### Task inputs ###

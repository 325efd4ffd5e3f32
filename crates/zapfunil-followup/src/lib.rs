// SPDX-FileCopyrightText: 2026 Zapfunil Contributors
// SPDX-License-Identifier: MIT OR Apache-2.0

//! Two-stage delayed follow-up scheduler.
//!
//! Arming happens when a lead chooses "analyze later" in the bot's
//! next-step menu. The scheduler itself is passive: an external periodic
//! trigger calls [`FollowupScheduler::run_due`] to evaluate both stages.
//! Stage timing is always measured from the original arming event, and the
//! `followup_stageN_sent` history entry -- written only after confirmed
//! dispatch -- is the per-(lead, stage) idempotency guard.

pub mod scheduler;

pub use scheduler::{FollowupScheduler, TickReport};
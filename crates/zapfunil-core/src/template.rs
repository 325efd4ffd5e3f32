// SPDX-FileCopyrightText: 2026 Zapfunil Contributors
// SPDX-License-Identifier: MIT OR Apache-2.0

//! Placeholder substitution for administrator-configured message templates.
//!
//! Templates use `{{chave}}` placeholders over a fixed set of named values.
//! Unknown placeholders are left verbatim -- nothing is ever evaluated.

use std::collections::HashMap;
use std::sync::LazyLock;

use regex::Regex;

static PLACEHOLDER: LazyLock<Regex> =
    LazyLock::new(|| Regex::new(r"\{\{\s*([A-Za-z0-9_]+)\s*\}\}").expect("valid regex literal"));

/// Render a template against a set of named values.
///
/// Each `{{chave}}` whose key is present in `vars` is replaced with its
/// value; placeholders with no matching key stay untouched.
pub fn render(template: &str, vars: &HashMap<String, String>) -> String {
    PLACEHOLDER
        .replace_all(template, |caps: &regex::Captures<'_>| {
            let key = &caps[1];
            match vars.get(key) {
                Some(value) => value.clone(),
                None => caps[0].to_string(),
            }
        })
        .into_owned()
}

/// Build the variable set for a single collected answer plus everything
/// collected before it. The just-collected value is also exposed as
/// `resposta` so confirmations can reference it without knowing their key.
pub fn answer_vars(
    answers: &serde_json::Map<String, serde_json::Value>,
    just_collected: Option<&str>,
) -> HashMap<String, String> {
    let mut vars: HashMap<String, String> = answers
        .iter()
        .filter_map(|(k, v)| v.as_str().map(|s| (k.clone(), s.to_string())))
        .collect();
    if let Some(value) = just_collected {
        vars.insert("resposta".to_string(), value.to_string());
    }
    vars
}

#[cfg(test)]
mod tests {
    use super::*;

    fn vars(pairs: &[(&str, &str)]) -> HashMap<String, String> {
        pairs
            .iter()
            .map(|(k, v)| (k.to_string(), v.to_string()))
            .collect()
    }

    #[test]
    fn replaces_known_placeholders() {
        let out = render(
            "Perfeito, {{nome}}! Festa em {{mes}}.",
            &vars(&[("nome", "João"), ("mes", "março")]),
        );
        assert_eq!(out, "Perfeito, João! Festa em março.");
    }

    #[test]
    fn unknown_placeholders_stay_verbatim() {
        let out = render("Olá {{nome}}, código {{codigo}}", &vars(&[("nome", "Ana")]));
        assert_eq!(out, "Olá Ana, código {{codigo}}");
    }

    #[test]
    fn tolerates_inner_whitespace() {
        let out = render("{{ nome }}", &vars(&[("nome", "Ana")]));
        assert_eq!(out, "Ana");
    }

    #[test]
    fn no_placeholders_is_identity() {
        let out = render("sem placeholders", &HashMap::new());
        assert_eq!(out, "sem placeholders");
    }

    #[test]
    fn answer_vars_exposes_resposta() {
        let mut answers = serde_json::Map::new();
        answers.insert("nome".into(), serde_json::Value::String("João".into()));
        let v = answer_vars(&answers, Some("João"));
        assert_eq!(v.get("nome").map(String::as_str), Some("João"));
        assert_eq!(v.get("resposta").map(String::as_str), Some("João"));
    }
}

###

* [What to produce]: Say how many lines in the records above hold "nome", and give no other text.

* [Answer space]: 6